The Stank of Visibility

rotting flesh, stinking pride

Taylor Black


Probably suffering from exhaustion from my most religious dirge on the holy power of Mr. Dylan’s voice, my thoughts on this week’s entry were slow going. Having said that, I hope you’ll forgive me, kind reader, for beginning this week’s entry in such a way that makes me sound just the kind of horrible human being I am: a grad student.

At any rate, with that business cleared up, my mind began to perk up during my readings of an Adorno essay on the rise of regressive listening during this last great century as well as a more contemporary one by Judith A. Peraino on the performance and distribution of queer identities and images in gay pop music. Focusing on songs by roots-rock icon and #1 Lesbianinthewholewideworld Melissa Etheridge, Peraino does an impressive job of digging into Etheridge’s catalogue and showing the many ways in which her melodramatic, confessional style is what sells her music most. Because of the bland way in which this all gets presented in the songs, however, Etheridge’s self-touted “honesty” and “grit” are an empty well. Even worse, the icon of everyman’s lesbian melodrama and radio-friendly queerness that Miss Etheridge is hocking puts her and her music to work as disciplinary gay icons, who, as Peraino puts it, “signify while leaving the signified at a distance. . .[publicizing her as] the lesbian phallus.” (133-134).
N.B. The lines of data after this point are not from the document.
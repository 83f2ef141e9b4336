//! Compliance Obligation Extraction Library
//!
//! Extracts structured compliance obligations from regulatory documents
//! (permits, consents, registrations) at minimum cost by layering three
//! strategies of increasing expense:
//!
//! 1. **Pattern matching**: a shared library of rule patterns scored
//!    against document segments. Zero network cost; a confident match
//!    short-circuits everything else.
//! 2. **Multi-pass model extraction**: specialized completion-service
//!    passes (numbered conditions, tables, improvement conditions,
//!    emission limits, verification) over targeted document slices, with
//!    recovery parsing for truncated output and cross-pass dedup.
//! 3. **Discovery & promotion**: confirmed extractions are mined into
//!    candidate patterns; proven candidates are anonymized and promoted
//!    into the shared library, feeding strategy 1.
//!
//! # Usage
//!
//! ```rust,ignore
//! use std::sync::Arc;
//! use obligations::{
//!     CredentialPool, Extractor, ExtractionContext, MemoryPatternStore, ResilientClient,
//! };
//! use completion_client::CompletionClient;
//!
//! let pool = Arc::new(CredentialPool::from_secrets(
//!     std::env::var("COMPLETION_API_KEY").ok(),
//!     fallback_keys,
//! )?);
//! let completion = Arc::new(ResilientClient::new(CompletionClient::new(), pool));
//! let patterns = Arc::new(MemoryPatternStore::new());
//!
//! let extractor = Extractor::new(completion, patterns);
//! let result = extractor
//!     .extract(&document_text, &ExtractionContext::new(["installations"]))
//!     .await?;
//!
//! if !result.used_model {
//!     // served entirely from the pattern library, no tokens spent
//! }
//! ```
//!
//! # Modules
//!
//! - [`invoke`] - Credential pool and resilient completion invocation
//! - [`recovery`] - Malformed-output recovery parser
//! - [`matcher`] - Rule-pattern matching over document segments
//! - [`passes`] - Multi-pass model extraction
//! - [`discovery`] - Pattern mining, anonymization, promotion
//! - [`orchestrator`] - Top-level extraction entry point
//! - [`stores`] - Pattern/candidate storage seams + in-memory stores
//! - [`progress`] - Best-effort progress and cost sinks
//! - [`testing`] - Mock completion service and sink fixtures

pub mod discovery;
pub mod error;
pub mod invoke;
pub mod matcher;
pub mod orchestrator;
pub mod passes;
pub mod progress;
pub mod recovery;
pub mod stores;
pub mod testing;
pub mod types;

// Re-export core types at crate root
pub use error::{ExtractionError, PromotionError, PromotionResult, Result};
pub use types::{
    Applicability, CandidateStatus, Deadline, ExtractedObligation, ExtractionConfig,
    ExtractionContext, ExtractionResult, Frequency, MatchKind, ObligationCategory,
    ObligationTemplate, PassKind, PassResult, PatternCandidate, PatternMatch,
    PatternPerformance, Provenance, RulePattern, TokenUsage, MATCH_CONFIDENCE_BOOST,
};

// Invocation layer
pub use invoke::{
    AlwaysValid, CompletionService, CompletionTransport, Credential, CredentialPool,
    CredentialProbe, ResilientClient, RetryPolicy, SecretString, ServiceProbe, TimeoutClass,
};

// Recovery parser
pub use recovery::{recover, Recovered};

// Matcher
pub use matcher::{segment_document, Matcher, Segment};

// Multi-pass extractor
pub use passes::{dedupe_obligations, MultiPassExtractor, ModelExtraction};

// Discovery & promotion
pub use discovery::{
    check_promotion_eligibility, AnonymizerRule, AnonymizerRules, ConfirmedExtraction,
    Eligibility, MinerConfig, PatternMiner, PromotionCriteria, Promoter,
};

// Orchestrator
pub use orchestrator::Extractor;

// Sinks
pub use progress::{CostRecord, CostSink, NoopSink, ProgressSink, ProgressUpdate};

// Stores
pub use stores::{CandidateStore, MemoryCandidateStore, MemoryPatternStore, PatternStore};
So, the problem with Etheridge’s brand of mainstream confessional music is that it’s too loaded, too marketable and, ultimately, utterly political. Likewise, counter-mainstream, post-modern, queer music of late strives—perhaps in good faith—to blend performance with politics. And it usually, in spite of itself, gets too confessional too quick. Don’t get me wrong, there’s certainly nothing wrong with performers, or anyone else for that matter, talking about themselves. The problem these days is that, try as they might, many queer performers, writers and artists who claim to be utterly free of the confines of singular identities seem to have convinced themselves that self-expression amounts to talking about and proving the realness of your identity. When there’s singing to be done, it’s only ever done in praise of collective identity for a liberatory cause—one that not only can’t be won, but also can’t even be fought.
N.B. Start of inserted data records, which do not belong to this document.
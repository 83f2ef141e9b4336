//! The extraction orchestrator: free path first, paid path on fallback.
//!
//! One call per document. The pattern matcher runs first; a top match at
//! or above the threshold returns immediately with `used_model = false`
//! and no token spend. Otherwise the multi-pass extractor runs against
//! the completion service. Only total failure (no usable match and every
//! pass failed) surfaces an error.

use std::sync::Arc;
use std::time::Instant;
use tokio_util::sync::CancellationToken;
use tracing::info;

use crate::error::{ExtractionError, Result};
use crate::invoke::{CompletionService, RetryPolicy};
use crate::matcher::Matcher;
use crate::passes::{dedupe_obligations, MultiPassExtractor};
use crate::progress::{
    report_cost, report_progress, CostRecord, CostSink, NoopSink, ProgressSink, ProgressUpdate,
};
use crate::stores::PatternStore;
use crate::types::{ExtractionConfig, ExtractionContext, ExtractionResult};

/// Top-level entry point for document extraction.
pub struct Extractor<C: CompletionService> {
    completion: Arc<C>,
    patterns: Arc<dyn PatternStore>,
    matcher: Matcher,
    config: ExtractionConfig,
    progress: Arc<dyn ProgressSink>,
    costs: Arc<dyn CostSink>,
}

impl<C: CompletionService> Extractor<C> {
    /// Create an extractor with default config and no-op sinks.
    pub fn new(completion: Arc<C>, patterns: Arc<dyn PatternStore>) -> Self {
        let config = ExtractionConfig::default();
        Self {
            matcher: Matcher::with_config(patterns.clone(), &config),
            completion,
            patterns,
            config,
            progress: Arc::new(NoopSink),
            costs: Arc::new(NoopSink),
        }
    }

    /// Replace the pipeline configuration.
    pub fn with_config(mut self, config: ExtractionConfig) -> Self {
        self.matcher = Matcher::with_config(self.patterns.clone(), &config);
        self.config = config;
        self
    }

    /// Attach a progress sink (best-effort; failures are swallowed).
    pub fn with_progress(mut self, progress: Arc<dyn ProgressSink>) -> Self {
        self.progress = progress;
        self
    }

    /// Attach a cost-ledger sink (best-effort; failures are swallowed).
    pub fn with_costs(mut self, costs: Arc<dyn CostSink>) -> Self {
        self.costs = costs;
        self
    }

    /// Extract obligations from one document.
    pub async fn extract(
        &self,
        document_text: &str,
        ctx: &ExtractionContext,
    ) -> Result<ExtractionResult> {
        self.extract_inner(document_text, ctx, None).await
    }

    /// Extract with a cancellation token.
    ///
    /// Cancellation takes effect between passes, never mid-call: an
    /// in-flight completion request runs to its own timeout.
    pub async fn extract_with_cancel(
        &self,
        document_text: &str,
        ctx: &ExtractionContext,
        cancel: CancellationToken,
    ) -> Result<ExtractionResult> {
        self.extract_inner(document_text, ctx, Some(&cancel)).await
    }

    async fn extract_inner(
        &self,
        document_text: &str,
        ctx: &ExtractionContext,
        cancel: Option<&CancellationToken>,
    ) -> Result<ExtractionResult> {
        let started = Instant::now();
        let document_ref = ctx.permit_reference.clone();

        report_progress(
            &*self.progress,
            ProgressUpdate::new(document_ref.clone(), "pattern_match", 5.0),
        );

        let rule_matches = self.matcher.find_matches(document_text, ctx).await?;
        let top_score = rule_matches.first().map(|m| m.score).unwrap_or(0.0);

        if top_score >= self.config.match_threshold {
            let obligations = dedupe_obligations(
                rule_matches.iter().map(|m| m.obligation.clone()).collect(),
            );
            info!(
                matches = rule_matches.len(),
                top_score, "pattern match sufficient; skipping model"
            );
            report_progress(
                &*self.progress,
                ProgressUpdate::new(document_ref, "complete", 100.0),
            );
            return Ok(ExtractionResult {
                obligations,
                used_model: false,
                rule_matches,
                timing_ms: started.elapsed().as_millis() as u64,
                token_usage: None,
                coverage: None,
            });
        }

        if cancel.is_some_and(|token| token.is_cancelled()) {
            return Err(ExtractionError::Cancelled);
        }

        let policy = RetryPolicy::for_document(ctx);
        let extractor = MultiPassExtractor::new(self.completion.clone(), self.config.clone());
        let model = extractor
            .run(document_text, ctx, &policy, &*self.progress, cancel)
            .await?;

        if model.total_failure() {
            return Err(ExtractionError::AllStrategiesFailed {
                detail: "no pattern match reached the threshold and every extraction pass failed"
                    .to_string(),
            });
        }

        report_cost(
            &*self.costs,
            CostRecord {
                document_ref,
                model: self.config.model.clone(),
                usage: model.usage,
            },
        );

        Ok(ExtractionResult {
            obligations: model.obligations,
            used_model: true,
            rule_matches,
            timing_ms: started.elapsed().as_millis() as u64,
            token_usage: Some(model.usage),
            coverage: Some(model.coverage),
        })
    }

    /// Feed back a reviewer's verdict on a pattern-matched extraction.
    ///
    /// Each matched pattern's counters are updated atomically; the
    /// success rate this maintains feeds the promotion criteria.
    pub async fn record_confirmation(
        &self,
        result: &ExtractionResult,
        confirmed_without_edits: bool,
    ) -> Result<()> {
        let mut seen = std::collections::HashSet::new();
        for matched in &result.rule_matches {
            if seen.insert(matched.pattern_id) {
                self.patterns
                    .record_usage(matched.pattern_id, confirmed_without_edits)
                    .await?;
            }
        }
        Ok(())
    }
}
Take, for instance, a musical work written by Le Tigre’s J.D. Samson called \”Viz.\” Here, Samson celebrates her wonderful butch, genderqueerness, testifying to its capacity to shock and liberate. After an arduous few seconds of introductory beats, this genderqueer anthem begins, and we find our heroine out on the town trying to have a good time, armed to the teeth with her shimmery genderqueerness and looking for a fight.

Walk in,

Give him my name,

Looks up and down,

Takes a good look at my pecs.

Puts down the clipboard,

Opens the rope for my ‘stache

Walk in with my duffel hangin’

Hat is tilted on the side,

My eyes dream of bedroom surprise.

Finally, with that out of the way, the chorus begins:

They call it climbing and I call it visibility

They call it coolness and I call it visibility

They call it way too rowdy I call it finally free

This refrain is repeated over and over during the course of the song. While it’s sung confidently, I just don’t really get it. It’s one thing to be pleased with yourself, nay, in awe of your own social and physical appearance.  But is it visibility that makes Samson free? Really? Haven’t we been warned duly about the trap of visibility, especially in racial formation? Besides, by indexing her fabulousness and her freedom to her butch/queerness, Samson sells herself short. You can’t be proud about being queer because it’s not something you did. Songs shouldn’t be sung in the name of our identities, but ourselves. Is anyone really listening to the content of the song or are they too busy being queer, deafened by the clamor of all their tiny revolutions?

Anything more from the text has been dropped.